[ad_1]
Right here’s a preferred story about momentum
This commonplace story isn’t fallacious, however it fails to clarify many essential behaviors of momentum. Actually, momentum could be understood way more exactly if we research it on the correct mannequin.
One good mannequin is the convex quadratic. This mannequin is wealthy sufficient to breed momentum’s native dynamics in actual issues, and but easy sufficient to be understood in closed kind. This stability offers us highly effective traction for understanding this algorithm.
We start with gradient descent. The algorithm has many virtues, however pace will not be considered one of them. It’s easy — when optimizing a easy perform
$f$
$w^{okay+1} = w^kalphanabla f(w^okay).$
For a stepsize sufficiently small, gradient descent makes a monotonic enchancment at each iteration. It at all times converges, albeit to a neighborhood minimal. And beneath a number of weak curvature situations it could even get there at an exponential charge.
However the exponential lower, although interesting in principle, can usually be infuriatingly small. Issues usually start fairly nicely — with a powerful, nearly rapid lower within the loss. However because the iterations progress, issues begin to decelerate. You begin to get a nagging feeling you’re not making as a lot progress as you ought to be. What has gone fallacious?
The issue could possibly be the optimizer’s outdated nemesis, pathological curvature. Pathological curvature is, merely put, areas of
$f$
Momentum proposes the next tweak to gradient descent. We give gradient descent a shortterm reminiscence:
$start{aligned} z^{okay+1}&=beta z^{okay}+nabla f(w^{okay})[0.4em] w^{okay+1}&=w^{okay}alpha z^{okay+1} finish{aligned}$
The change is harmless, and prices nearly nothing. When
$beta = 0$
$beta = 0.99$
$0.999$
Optimizers name this minor miracle “acceleration”.

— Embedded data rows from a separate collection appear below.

use kiln::schema::{
    self, InstKindDef, OpKindDef, OperandKind, ResultTypeRule, SchemaError,
};

fn sample_op(name: &str) -> OpKindDef {
    OpKindDef {
        name: name.to_string(),
        inputs: vec!["Src".to_string()],
        result_rule: ResultTypeRule::SameAsInput(0),
        members: Vec::new(),
        doc: "test kind".to_string(),
    }
}

#[test]
fn builtins_are_always_registered() {
    let add = schema::builtin::add();
    let def = schema::op_def(add).expect("Add registered");
    assert_eq!(def.name, "Add");
    assert_eq!(def.inputs.len(), 2);
    assert!(matches!(def.result_rule, ResultTypeRule::SameAsInput(0)));
    assert_eq!(schema::op_kind("Add"), Some(add));
}

#[test]
fn builtin_elementwise_instructions_declare_inplace_pairs() {
    for kind in [
        schema::builtin::element_add(),
        schema::builtin::element_mul(),
        schema::builtin::element_max(),
        schema::builtin::copy_inst(),
    ] {
        let def = schema::inst_def(kind).expect("builtin registered");
        assert!(def.data_parallel, "{} is data-parallel", def.name);
        assert_eq!(def.inplace_pairs, vec![(0, 1)], "{}", def.name);
        assert_eq!(def.operands[0].1, OperandKind::Out, "{}", def.name);
        assert!(
            def.operands[1..]
                .iter()
                .all(|(_, role)| *role == OperandKind::In),
            "{}",
            def.name
        );
    }
}

#[test]
fn auto_bindings_cover_directly_executable_builtins() {
    assert_eq!(
        schema::auto_irgen_for(schema::builtin::add()),
        Some(schema::builtin::element_add())
    );
    assert_eq!(
        schema::auto_irgen_for(schema::builtin::splat()),
        Some(schema::builtin::splat_inst())
    );
    // Lowerable kinds have no direct instruction form.
    assert_eq!(schema::auto_irgen_for(schema::builtin::relu()), None);
    assert_eq!(schema::auto_irgen_for(schema::builtin::fused_mul_add()), None);
}

#[test]
fn reregistering_an_identical_def_returns_the_same_id() {
    let first = schema::register_op_kind(sample_op("IdempotentProbe")).expect("first");
    let second = schema::register_op_kind(sample_op("IdempotentProbe")).expect("second");
    assert_eq!(first, second);
}

#[test]
fn conflicting_def_is_rejected() {
    schema::register_op_kind(sample_op("ConflictProbe")).expect("first");
    let mut changed = sample_op("ConflictProbe");
    changed.inputs.push("Extra".to_string());
    let err = schema::register_op_kind(changed).expect_err("conflict");
    assert!(matches!(err, SchemaError::Conflict { .. }));
}

#[test]
fn inplace_pair_out_of_range_is_rejected() {
    let op = schema::register_op_kind(sample_op("RangeProbeOp")).expect("op");
    let err = schema::register_inst_kind(InstKindDef {
        name: "RangeProbe".to_string(),
        operands: vec![
            ("Dest".to_string(), OperandKind::Out),
            ("Src".to_string(), OperandKind::In),
        ],
        members: Vec::new(),
        inplace_pairs: vec![(0, 7)],
        data_parallel: true,
        auto_irgen: Some(op),
    })
    .expect_err("src index 7 out of range");
    assert!(matches!(err, SchemaError::InplaceOutOfRange { src: 7, .. }));
}

#[test]
fn inplace_pair_must_write_dest_and_read_src() {
    let err = schema::register_inst_kind(InstKindDef {
        name: "RoleProbe".to_string(),
        operands: vec![
            ("A".to_string(), OperandKind::In),
            ("B".to_string(), OperandKind::In),
        ],
        members: Vec::new(),
        inplace_pairs: vec![(0, 1)],
        data_parallel: false,
        auto_irgen: None,
    })
    .expect_err("dest operand is read-only");
    assert!(matches!(err, SchemaError::InplacePairRole { .. }));
}

#[test]
fn second_auto_binding_for_an_op_is_rejected() {
    let err = schema::register_inst_kind(InstKindDef {
        name: "ShadowAdd".to_string(),
        operands: vec![
            ("Dest".to_string(), OperandKind::Out),
            ("LHS".to_string(), OperandKind::In),
            ("RHS".to_string(), OperandKind::In),
        ],
        members: Vec::new(),
        inplace_pairs: Vec::new(),
        data_parallel: true,
        auto_irgen: Some(schema::builtin::add()),
    })
    .expect_err("Add already auto-binds ElementAdd");
    assert!(matches!(err, SchemaError::AutoBindingTaken { .. }));
}

#[test]
fn unregistered_kinds_fall_back_to_raw_names() {
    let kind = kiln::schema::OpKind(u32::MAX);
    assert_eq!(schema::op_name(kind), format!("op#{}", u32::MAX));
    assert_eq!(schema::op_def(kind), None);
}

The brand new algorithm could appear at first look like an affordable hack. A easy trick to get round gradient descent’s extra aberrant habits — a smoother for oscillations between steep canyons. However the fact, if something, is the opposite manner spherical. It’s gradient descent which is the hack. First, momentum offers as much as a quadratic speedup on many features.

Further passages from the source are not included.